It is perhaps no coincidence that the governments of Malaysia, Singapore, and Thailand have also been the most proactive in preparing for integration. This suggests that the biggest winners from regional integration could be nations where the private and public sectors are collaborating to seize the opportunities. Indonesian companies indicated the greatest wariness. Although 45 percent of Indonesian executives surveyed described ASEAN integration as an opportunity, almost an equal proportion—42 percent—said that they regard it as a threat. One explanation could be that because Indonesia is Southeast Asia’s biggest market, domestic companies have the most to lose from foreign competition, suggesting that some business leaders perceive that their companies are at a competitive disadvantage with regard to those organizations.
Multinational corporations—particularly those based in the Asia-Pacific region and Europe—are very bullish, with 85 percent expressing optimism.
Aspirations for Regional Expansion. A clear majority of companies view integration as an opportunity to grow their businesses. Seventy-six percent of all the companies we surveyed said that they want to increase their market share within the ASEAN region over the next three years; 53 percent said that they had already increased their share during the past three years. Sixty-five percent said that they are currently working to expand their footprints across the region within the next five years. (See Exhibit 3.)
The biggest expansion plans are targeted for the three countries that respondents see as having the most difficult markets within ASEAN: Indonesia, Myanmar, and Vietnam. Roughly 40 to 50 percent of respondents agreed that these three markets are highly or very challenging, citing issues such as protectionism, opaque regulations, histories of political instability, scarce talent, and limited infrastructure. Still, 18 percent of respondents expect their companies to expand in Myanmar, while 19 percent expect to expand in Indonesia and Vietnam. Among the attractions are growing numbers of middle-class and affluent households, stabilizing political and economic environments, and abundant natural resources.
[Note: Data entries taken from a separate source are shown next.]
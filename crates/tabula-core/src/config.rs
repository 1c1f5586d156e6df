//! Table configuration.
//!
//! Tables can be declared in YAML, e.g. next to a demo page:
//!
//! ```yaml
//! page_size: 5
//! search_column: email
//! search_placeholder: Filter emails...
//! initial_sort:
//!   column: amount
//!   direction: desc
//! ```

use crate::error::{Result, TableError};
use crate::sort::SortState;
use crate::state::TableState;
use serde::{Deserialize, Serialize};

/// Options for a table instance.
#[derive(Debug, Clone, PartialEq, Eq, Serialize, Deserialize)]
pub struct TableConfig {
    /// Rows per page (fixed for the instance)
    #[serde(default = "default_page_size")]
    pub page_size: usize,
    /// Show a checkbox column
    #[serde(default = "default_true")]
    pub selectable: bool,
    /// Show a search box
    #[serde(default = "default_true")]
    pub searchable: bool,
    /// Search box placeholder
    #[serde(default = "default_placeholder")]
    pub search_placeholder: String,
    /// Restrict search to one field (None = any field)
    #[serde(default)]
    pub search_column: Option<String>,
    /// Sort applied when the table mounts
    #[serde(default)]
    pub initial_sort: Option<SortState>,
    /// Alternate row backgrounds
    #[serde(default = "default_true")]
    pub striped: bool,
}

fn default_page_size() -> usize {
    10
}

fn default_true() -> bool {
    true
}

fn default_placeholder() -> String {
    "Filter...".to_string()
}

impl Default for TableConfig {
    fn default() -> Self {
        Self {
            page_size: default_page_size(),
            selectable: true,
            searchable: true,
            search_placeholder: default_placeholder(),
            search_column: None,
            initial_sort: None,
            striped: true,
        }
    }
}

impl TableConfig {
    /// Parse and validate a config from YAML.
    pub fn from_yaml(yaml: &str) -> Result<Self> {
        let config: Self = serde_yaml_ng::from_str(yaml)?;
        config.validate()?;
        Ok(config)
    }

    /// Parse and validate a config from JSON.
    pub fn from_json(json: &str) -> Result<Self> {
        let config: Self = serde_json::from_str(json)?;
        config.validate()?;
        Ok(config)
    }

    /// Serialize config to a YAML string.
    pub fn to_yaml(&self) -> Result<String> {
        Ok(serde_yaml_ng::to_string(self)?)
    }

    /// Check values serde cannot.
    pub fn validate(&self) -> Result<()> {
        if self.page_size == 0 {
            return Err(TableError::InvalidConfig(
                "page_size must be greater than zero".to_string(),
            ));
        }
        if let Some(sort) = &self.initial_sort {
            if sort.column.as_deref().is_some_and(str::is_empty) {
                return Err(TableError::InvalidConfig(
                    "initial_sort.column must not be empty".to_string(),
                ));
            }
        }
        if self.search_column.as_deref().is_some_and(str::is_empty) {
            return Err(TableError::InvalidConfig(
                "search_column must not be empty".to_string(),
            ));
        }
        Ok(())
    }

    /// Fresh table state for this config.
    #[must_use]
    pub fn initial_state(&self) -> TableState {
        let mut state = TableState::new(self.page_size);
        if let Some(column) = &self.search_column {
            state = state.with_search_column(column.clone());
        }
        if let Some(sort) = &self.initial_sort {
            state = state.with_sort(sort.clone());
        }
        state
    }
}
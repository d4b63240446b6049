// SPDX-License-Identifier: BUSL-1.1
// Copyright (c) 2026 Alfred Jean LLC

//! Clock abstraction for testable time handling

use chrono::{DateTime, TimeZone, Utc};
#[cfg(any(test, feature = "test-support"))]
use parking_lot::Mutex;
#[cfg(any(test, feature = "test-support"))]
use std::sync::Arc;
use std::time::{Duration, Instant, SystemTime, UNIX_EPOCH};

/// A clock that provides the current time.
///
/// Timestamps persisted into records use [`Clock::now_utc`]; monotonic
/// elapsed-time measurement uses [`Clock::now`].
pub trait Clock: Clone + Send + Sync + 'static {
    fn now(&self) -> Instant;
    fn epoch_ms(&self) -> u64;

    /// Wall-clock time derived from [`Clock::epoch_ms`].
    fn now_utc(&self) -> DateTime<Utc> {
        Utc.timestamp_millis_opt(self.epoch_ms() as i64)
            .single()
            .unwrap_or(DateTime::<Utc>::UNIX_EPOCH)
    }
}

/// Real system clock
#[derive(Clone, Default)]
pub struct SystemClock;

impl Clock for SystemClock {
    fn now(&self) -> Instant {
        Instant::now()
    }

    fn epoch_ms(&self) -> u64 {
        SystemTime::now()
            .duration_since(UNIX_EPOCH)
            .unwrap_or_default()
            .as_millis() as u64
    }
}

/// Fake clock for testing with controllable time
#[cfg(any(test, feature = "test-support"))]
#[derive(Clone)]
pub struct FakeClock {
    current: Arc<Mutex<Instant>>,
    epoch_ms: Arc<Mutex<u64>>,
}

#[cfg(any(test, feature = "test-support"))]
impl FakeClock {
    pub fn new() -> Self {
        Self {
            current: Arc::new(Mutex::new(Instant::now())),
            // 2025-01-01T00:00:00Z
            epoch_ms: Arc::new(Mutex::new(1_735_689_600_000)),
        }
    }

    /// Advance the clock by the given duration
    pub fn advance(&self, duration: Duration) {
        *self.current.lock() += duration;
        *self.epoch_ms.lock() += duration.as_millis() as u64;
    }

    /// Set the epoch milliseconds value
    pub fn set_epoch_ms(&self, ms: u64) {
        *self.epoch_ms.lock() = ms;
    }
}

#[cfg(any(test, feature = "test-support"))]
impl Default for FakeClock {
    fn default() -> Self {
        Self::new()
    }
}

#[cfg(any(test, feature = "test-support"))]
impl Clock for FakeClock {
    fn now(&self) -> Instant {
        *self.current.lock()
    }

    fn epoch_ms(&self) -> u64 {
        *self.epoch_ms.lock()
    }
}

#[cfg(test)]
#[path = "clock_tests.rs"]
mod tests;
Southeast Asian companies are expected to become far more international as a result. Currently, only 25 percent of companies surveyed said that they are regional, with a strong presence in at least five Southeast Asian economies, while 54 percent identified themselves as emerging regional players, meaning that they have a presence in two to four Southeast Asian countries. Fifty-one percent of companies said that they expect to be regional players in five years, while only 35 percent said that they expect to be emerging regional players. Twenty-one percent of companies said that they operate only in their home markets, but just 14 percent anticipate that that will still be the case in five years.
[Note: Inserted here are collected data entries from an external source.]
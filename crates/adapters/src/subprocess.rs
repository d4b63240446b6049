// SPDX-License-Identifier: BUSL-1.1
// Copyright (c) 2026 Alfred Jean LLC

//! Subprocess execution with timeouts and captured output.
//!
//! Every external command the subsystem runs goes through here: argv-form
//! only, output captured, bounded by a timeout. `kill_on_drop` reaps the
//! child when a timeout abandons the wait future.

use std::path::Path;
use std::process::Stdio;
use std::time::Duration;
use tokio::process::Command;

/// Timeout for git plumbing commands (worktree add/remove, branch, fetch).
pub const GIT_TIMEOUT: Duration = Duration::from_secs(60);

#[derive(Debug, thiserror::Error)]
pub enum SubprocessError {
    #[error("{label} timed out after {timeout:?}")]
    Timeout { label: String, timeout: Duration },
    #[error("{label} failed to start: {source}")]
    Spawn {
        label: String,
        #[source]
        source: std::io::Error,
    },
}

/// Captured result of one subprocess run.
#[derive(Debug, Clone)]
pub struct CmdOutput {
    pub exit_code: Option<i32>,
    pub stdout: String,
    pub stderr: String,
}

impl CmdOutput {
    pub fn success(&self) -> bool {
        self.exit_code == Some(0)
    }

    /// Stdout and stderr concatenated, for persistence into error messages.
    pub fn combined(&self) -> String {
        let mut out = self.stdout.clone();
        if !self.stderr.is_empty() {
            if !out.is_empty() && !out.ends_with('\n') {
                out.push('\n');
            }
            out.push_str(&self.stderr);
        }
        out
    }
}

/// Run a command to completion, killing it if `timeout` elapses first.
pub async fn run_with_timeout(
    mut cmd: Command,
    timeout: Duration,
    label: &str,
) -> Result<CmdOutput, SubprocessError> {
    cmd.stdin(Stdio::null()).stdout(Stdio::piped()).stderr(Stdio::piped()).kill_on_drop(true);

    let child = cmd.spawn().map_err(|source| SubprocessError::Spawn {
        label: label.to_string(),
        source,
    })?;

    let output = tokio::time::timeout(timeout, child.wait_with_output()).await;
    match output {
        Ok(Ok(output)) => Ok(CmdOutput {
            exit_code: output.status.code(),
            stdout: String::from_utf8_lossy(&output.stdout).into_owned(),
            stderr: String::from_utf8_lossy(&output.stderr).into_owned(),
        }),
        Ok(Err(source)) => Err(SubprocessError::Spawn { label: label.to_string(), source }),
        // Dropping the wait future kills the child via kill_on_drop.
        Err(_) => Err(SubprocessError::Timeout { label: label.to_string(), timeout }),
    }
}

/// Run `git` with the given args in `root`.
///
/// `GIT_DIR`/`GIT_WORK_TREE` are scrubbed from the environment so invocations
/// inside worktrees resolve the repository from the working directory.
pub async fn run_git(
    root: &Path,
    args: &[&str],
    label: &str,
) -> Result<CmdOutput, SubprocessError> {
    let mut cmd = Command::new("git");
    cmd.args(args)
        .current_dir(root)
        .env_remove("GIT_DIR")
        .env_remove("GIT_WORK_TREE");
    run_with_timeout(cmd, GIT_TIMEOUT, label).await
}

#[cfg(test)]
#[path = "subprocess_tests.rs"]
mod tests;
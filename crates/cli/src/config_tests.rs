// SPDX-License-Identifier: BUSL-1.1
// Copyright (c) 2026 Alfred Jean LLC

use super::*;

#[test]
fn missing_config_uses_defaults() {
    let dir = tempfile::TempDir::new().unwrap();
    let config = load(None, dir.path()).unwrap();
    assert_eq!(config, StewardConfig::default());
}

#[test]
fn workspace_config_is_discovered() {
    let dir = tempfile::TempDir::new().unwrap();
    std::fs::write(
        dir.path().join("stoneforge.toml"),
        "[merge]\ntest_command = \"cargo test\"\n",
    )
    .unwrap();

    let config = load(None, dir.path()).unwrap();
    assert_eq!(config.merge.test_command, "cargo test");
    // Everything else keeps defaults.
    assert_eq!(config.scheduler.max_history_per_steward, 100);
}

#[test]
fn explicit_path_wins() {
    let dir = tempfile::TempDir::new().unwrap();
    std::fs::write(dir.path().join("stoneforge.toml"), "[merge]\nauto_merge = false\n").unwrap();
    let other = dir.path().join("other.toml");
    std::fs::write(&other, "[merge]\nauto_merge = true\n").unwrap();

    let config = load(Some(&other), dir.path()).unwrap();
    assert!(config.merge.auto_merge);
}

#[test]
fn malformed_config_is_an_error() {
    let dir = tempfile::TempDir::new().unwrap();
    let path = dir.path().join("bad.toml");
    std::fs::write(&path, "not [valid toml").unwrap();
    assert!(load(Some(&path), dir.path()).is_err());
}
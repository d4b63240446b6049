// SPDX-License-Identifier: BUSL-1.1
// Copyright (c) 2026 Alfred Jean LLC

//! Command implementations.

use anyhow::Context;
use sf_adapters::{
    CliGit, GitWorktrees, LocalStore, NoopDispatch, NoopSessionManager, SessionManager,
    StewardRegistry, TaskStore,
};
use sf_core::{AgentId, StewardConfig, SystemClock};
use sf_engine::{
    DocsSteward, MergeSteward, SessionMonitor, StewardExecutor, StewardScheduler,
};
use std::path::Path;
use std::sync::Arc;
use tokio_util::sync::CancellationToken;

struct Wiring {
    store: Arc<LocalStore>,
    scheduler: StewardScheduler,
    shutdown: CancellationToken,
}

/// Wire the engine to the local state file, the git CLI, and no-op
/// dispatch/session backends.
fn wire(workspace: &Path, config: StewardConfig) -> anyhow::Result<Wiring> {
    let store = Arc::new(
        LocalStore::open(workspace.join(".stoneforge").join("state.json"))
            .context("opening local state")?,
    );
    let git = Arc::new(CliGit::new());
    let worktrees = Arc::new(GitWorktrees::new(workspace));
    let sessions: Arc<dyn SessionManager> = Arc::new(NoopSessionManager::new());
    let shutdown = CancellationToken::new();

    let merge = Arc::new(MergeSteward::new(
        SystemClock,
        Arc::clone(&store) as Arc<dyn TaskStore>,
        Arc::clone(&store) as Arc<dyn StewardRegistry>,
        Arc::new(NoopDispatch::new()),
        git,
        worktrees,
        config.merge.clone(),
        workspace,
    ));
    let monitor = SessionMonitor::new(Arc::clone(&sessions), config.session.clone());
    let executor = Arc::new(StewardExecutor::new(
        SystemClock,
        Arc::clone(&store) as Arc<dyn TaskStore>,
        sessions,
        merge,
        monitor,
        workspace,
        shutdown.clone(),
    ));
    let scheduler = StewardScheduler::new(
        SystemClock,
        config.scheduler.clone(),
        Arc::clone(&store) as Arc<dyn StewardRegistry>,
        executor,
    );

    Ok(Wiring { store, scheduler, shutdown })
}

/// Run the scheduler until ctrl-c.
pub async fn daemon(workspace: &Path, config: StewardConfig) -> anyhow::Result<()> {
    let wiring = wire(workspace, config)?;
    let scheduler = wiring.scheduler;

    let mut events = scheduler.subscribe();
    tokio::spawn(async move {
        while let Ok(event) = events.recv().await {
            tracing::info!("{}", event.log_summary());
        }
    });

    scheduler.start().await?;
    for steward in wiring.store.stewards().await? {
        if let Err(err) = scheduler.register_steward(&steward.id).await {
            tracing::warn!(steward = %steward.id, error = %err, "registration failed");
        }
    }

    let stats = scheduler.stats();
    tracing::info!(
        stewards = stats.registered_stewards,
        cron_jobs = stats.active_cron_jobs,
        subscriptions = stats.active_subscriptions,
        "daemon ready"
    );

    tokio::signal::ctrl_c().await.context("waiting for ctrl-c")?;
    tracing::info!("shutting down");
    scheduler.stop();
    wiring.shutdown.cancel();
    Ok(())
}

/// Execute one steward and print its result.
pub async fn run_steward(
    workspace: &Path,
    config: StewardConfig,
    steward_id: &str,
) -> anyhow::Result<()> {
    let wiring = wire(workspace, config)?;
    wiring.scheduler.start().await?;

    let result = wiring
        .scheduler
        .execute_steward(&AgentId::from_string(steward_id), None)
        .await?;

    wiring.scheduler.stop();
    wiring.shutdown.cancel();

    if result.success {
        println!("ok: {}", result.output.unwrap_or_default());
    } else {
        println!("failed: {}", result.error.unwrap_or_default());
        std::process::exit(1);
    }
    Ok(())
}

/// One-shot docs verification scan.
pub async fn docs_scan(workspace: &Path, config: StewardConfig) -> anyhow::Result<()> {
    let steward = DocsSteward::new(
        SystemClock,
        Arc::new(CliGit::new()),
        config.docs.clone(),
        workspace,
    );
    let report = steward.scan_all().await;

    println!(
        "scanned {} files in {}ms, {} issue(s)",
        report.files_scanned,
        report.duration_ms,
        report.issues.len()
    );
    for issue in &report.issues {
        println!(
            "{}:{} [{}] {} ({:?}/{:?})",
            issue.file,
            issue.line,
            serde_json::to_string(&issue.issue_type)
                .unwrap_or_default()
                .trim_matches('"'),
            issue.description,
            issue.confidence,
            issue.complexity,
        );
        if let Some(fix) = &issue.suggested_fix {
            println!("    suggested: {fix}");
        }
    }
    if !report.issues.is_empty() {
        std::process::exit(1);
    }
    Ok(())
}

/// Print the stewards known to the local registry.
pub async fn list_stewards(workspace: &Path) -> anyhow::Result<()> {
    let store = LocalStore::open(workspace.join(".stoneforge").join("state.json"))
        .context("opening local state")?;
    let stewards = store.stewards().await?;
    if stewards.is_empty() {
        println!("no stewards registered");
        return Ok(());
    }
    for steward in stewards {
        let last = steward
            .last_executed_at
            .map(|at| at.to_rfc3339())
            .unwrap_or_else(|| "never".to_string());
        println!(
            "{}  {}  focus={}  triggers={}  last={}",
            steward.id,
            steward.name,
            steward.focus,
            steward.triggers.len(),
            last
        );
    }
    Ok(())
}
As should be expected, small Southeast Asian companies have lower ambitions in the region than larger companies, perhaps because of the significant investments required. While around 90 percent of Indonesian companies with sales of more than $5 billion said that they expect to expand within the region, for example, only around half of Indonesian companies with less than $500 million in revenue plan to do so. Similarly, 63 percent of companies that currently describe themselves as domestically focused reported that they plan to retain their domestic focus.
The Impact on Competition. Eighty percent of all the companies we surveyed said they believe that integration will intensify competition in their industries—and 52 percent strongly agreed with that statement. Sixty-seven percent of companies think that integration will attract more companies from outside Southeast Asia.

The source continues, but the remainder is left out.